▶ [Provided data]:
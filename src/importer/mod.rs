// ==========================================
// Abrazaderas - import layer
// ==========================================
// Bulk product import from spreadsheets (.xlsx / .xls / .csv)
// ==========================================

pub mod clamp_importer;
pub mod error;
pub mod file_parser;

pub use clamp_importer::{normalize_header, ClampImporter, ClampImporterImpl};
pub use error::{ImportError, ImportResult};
pub use file_parser::{CsvParser, ExcelParser, FileParser, RawRow, UniversalFileParser};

▶ [Problem statement]: Your answer must consist only of the lines from the one with "pub mod error;" through the final line of the entries, each retyped exactly.

▶ [Output of the exercise]:
pub mod error;
pub mod file_parser;

pub use clamp_importer::{normalize_header, ClampImporter, ClampImporterImpl};
pub use error::{ImportError, ImportResult};
pub use file_parser::{CsvParser, ExcelParser, FileParser, RawRow, UniversalFileParser};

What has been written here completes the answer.